::: Data :::

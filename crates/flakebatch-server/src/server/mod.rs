pub mod config;
pub mod error;
pub mod service;
pub mod telemetry;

:::

**Problem**:
Nothing in the data should be altered; please repeat it exactly.

**Expected output**:
filename crates/flakebatch-server/src/server/mod.rs
pub mod config;
pub mod error;
pub mod service;
pub mod telemetry;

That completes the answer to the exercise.